Calvin’s view of vocation is less static than Luther’s, encouraging a greater degree of self-consciousness to examine possibilities and the potential to change occupations. At the time such a change was a revolutionary idea. Some historians would even say that John Calvin himself laid the foundation for today’s market-based economy. Calvin wrote in Harmony of the Evangelists,
We know that people were created for the express purpose of being employed in labor of various kinds, and that no sacrifice is more pleasing to God than when every person applies diligently to his or her own calling, and endeavors to live in such a manner as to contribute to the general advantage.

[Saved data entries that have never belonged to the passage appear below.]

//! Remove command handler.

use anyhow::Result;

use crate::bootstrap::CliContext;
use crate::presentation::{WordSummaryOpts, display_word_summary};
use crate::utils::input;

/// Remove a word, confirming first unless `force` is set.
pub async fn execute(ctx: &CliContext, id: &str, force: bool) -> Result<()> {
    let word = ctx.app().words().find(id).await?;

    if !force {
        display_word_summary(&word, &WordSummaryOpts::for_removal());
        println!();

        let confirm = input::prompt_confirmation("Are you sure you want to remove this word?")?;
        if !confirm {
            println!("Remove operation cancelled.");
            return Ok(());
        }
    }

    ctx.app().words().remove(word.id).await?;
    println!("✓ Removed '{}'.", word.text);
    Ok(())
}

Calvin called believers to become salt in the world, introducing a Christian presence and influence within the world in which they lived. This vision of a Christian society was very appealing to Calvin’s followers, particularly the Puritans. John Winthrop, one of the leaders of the Massachusetts Bay Colony, envisioned a Christian civilization in the New World based on Calvin’s understanding of the scriptures. In a sermon to the Massachusetts Bay colonists aboard the ship Arbella, Winthrop predicted that their new community would be a city upon a hill, watched by the world.
The Puritans began to develop this view of work and calling by encouraging enterprise, thrift, stewardship, and service. This is what became known as the “protestant work ethic.”
We will see next what happened when the protestant work ethic was overtaken by the Enlightenment and then by the Industrial Revolution.